The value which satisfies an equation is known as a solution. For example, {2x+4=0} is an equation. On simplifying,

{2x= -4,}

{So, \ x = \frac {-4}{2} = -2}

So, the solution is {x= -2}.

  • Trigonometric Equations

The equations involving trigonometric functions are known as trigonometric equations. The unknown values, which are to be found, represent the measure of an angle. For example, {sin (\theta)= \frac 1 {\sqrt 2}} is satisfied by {\theta = \frac {\pi}{4}} or {45^o}.

  • Principal Solutions

The solution, which lies between {0} and {2 \pi}, is known as the principal solution.

{0 \le \theta < 2 \pi}

  • General Solutions

We saw that the measure of full circle is {2 \pi} radians or {360^o}. Hence, after adding {2 \pi} to above angle, we will still get a solution. So,

{sin (2 \pi + \frac {\pi}{4}) = \frac {1}{\sqrt 2}}

Similarly,

{sin (4 \pi + \frac {\pi}{4}) = \frac {1}{\sqrt 2}}

Thus, there are infinitely many solutions to above equations, apart from {\theta = \frac \pi 4}. These solutions are known as general solutions. Consider another example:

{sin \ \theta = 0 \Rightarrow \theta = n \pi, n \in \mathbb Z}

Note: We will have to use allied angles formulas and the formula sheet to solve problems of this kind, where we are asked to find the general solutions.


  • Polar Coordinates

The Cartesian coordinates {(x,y)} and the polar coordinates {(r, \theta)} are inter-convertible. See the figure below:

polar

 

{x= r \ cos \ \theta, y = r \ sin \ \theta }

{r^2 = x^2 + y^2, tan \ \theta = \frac y x, \theta = tan^{-1} \frac y x}


  • Solving a Triangle

A triangle has 3 sides, say, {a,b,c} and 3 angles, {\angle A, \angle B, \angle C}. By solving a triangle, we mean, to find values of all lengths of sides and all angles of a triangle. See the figure below.

 

triangle

The side opposite to {\angle A} is denoted by {a} and so on.

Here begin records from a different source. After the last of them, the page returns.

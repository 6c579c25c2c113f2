//! Contact section: static details column plus the message form.

use super::escape;
use crate::services::contact::{ContactForm, ContactState};

/// Disables the submit button while the browser awaits the response, so
/// only one submission is in flight per page. A page restored from the
/// back-forward cache gets its button back.
const PENDING_SCRIPT: &str = r#"<script>
(function () {
  var form = document.getElementById("contact-form");
  var button = form.querySelector("button[type=submit]");
  form.addEventListener("submit", function (event) {
    if (button.disabled) { event.preventDefault(); return; }
    button.disabled = true;
    button.textContent = "Sending...";
  });
  window.addEventListener("pageshow", function () {
    button.disabled = false;
    button.textContent = "Send Message";
  });
})();
</script>"#;

const DETAILS: &str = r#"<div class="contact-details">
    <h3>Get In Touch</h3>
    <div><h4>Email</h4><p>contact@example.com</p></div>
    <div><h4>Location</h4><p>123 Innovation Way</p><p>San Francisco, CA 94103</p></div>
    <div><h4>Phone</h4><p>(555) 123-4567</p></div>
    <div class="office-hours"><h3>Office Hours</h3><p>Monday - Friday: 9am - 5pm</p><p>Saturday &amp; Sunday: Closed</p></div>
  </div>"#;

/// Render the contact section. Field values are echoed back after a failed
/// submission and cleared after a successful one.
#[must_use]
pub fn contact_section(form: &ContactForm, state: &ContactState) -> String {
    let (status, keep_values) = match state {
        ContactState::Idle => (String::new(), false),
        ContactState::Failed(message) => (
            format!(r#"<span class="form-error" role="alert">{}</span>"#, escape(message)),
            true,
        ),
        ContactState::Sent { message, .. } => (
            format!(r#"<span class="form-success" role="status">{}</span>"#, escape(message)),
            false,
        ),
    };
    let value = |v: &str| if keep_values { escape(v) } else { String::new() };

    format!(
        r#"<section class="contact" id="contact">
  <h2>Contact Us</h2>
  {DETAILS}
  <div class="contact-form-column">
    <h3>Send Us a Message</h3>
    <form id="contact-form" method="post" action="/contact#contact">
      <label for="name">Name</label>
      <input type="text" id="name" name="name" required placeholder="Your Name" value="{}">
      <label for="email">Email</label>
      <input type="email" id="email" name="email" required placeholder="your@email.com" value="{}">
      <label for="message">Message</label>
      <textarea id="message" name="message" required placeholder="How can we help?" rows="6">{}</textarea>
      <button type="submit">Send Message</button>
      <div class="form-status">{status}</div>
    </form>
  </div>
</section>
{PENDING_SCRIPT}"#,
        value(&form.name),
        value(&form.email),
        value(&form.message),
    )
}

#[cfg(test)]
#[path = "contact_test.rs"]
mod tests;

There are certain rules to be used to solve these problems. These are:

  • Sine Rule

{\dfrac {a}{sin \ A} = \dfrac {b}{sin \ B}= \dfrac {c}{sin \ C}=2 R}

{R} is the radius of the circumcircle.

  • Cosine Rule

{a^2 = b^2 + c^2 -2bc cos \ A}

{b^2 = a^2 + c^2 -2ac cos \ B}

{c^2 = a^2 + b^2 - 2ab cos \ A}

  • Projection Rule

{a = b cos \ C + c cos \ B}

{b = a cos \ C + c cos \ A}

{c = a cos \ B + b cos \ A}

  • Half Angle Formulas

{a+b+c = 2s, \ s} is the semi-perimeter.

{sin \ \dfrac A 2 = \sqrt {\dfrac {(s-b)(s-c)}{bc}}}

{cos \ \dfrac A 2 = \sqrt {\dfrac {s(s-a)}{bc}}}

{tan \ \dfrac A 2 = \sqrt { \dfrac {(s-b)(s-c)}{s(s-a)}}}

  • Area of a Triangle

The area of triangle is given by,

{area = \dfrac 1 2 \ bc \ sin \ A = \dfrac 1 2 \ ac \ sin \ B = \dfrac 1 2 \ ab \ sin \ C}

It is also given by

{area = \sqrt {s(s-a)(s-b)(s-c)}}. This is known as Heron’s formula.

  • Napier’s Analogies

{tan \left ( \dfrac {B-C}{2} \right ) = \dfrac {b-c}{b+c}cot \ \dfrac A 2}


  • Inverse Trigonometric Functions

If a function {f} is defined from set A to set B (which is one-one and onto), we can define an inverse function, {f^{-1}} from set B to set A. So, if {x \in A, y \in B}, then {y = f(x)} and {x = f^{-1} y}.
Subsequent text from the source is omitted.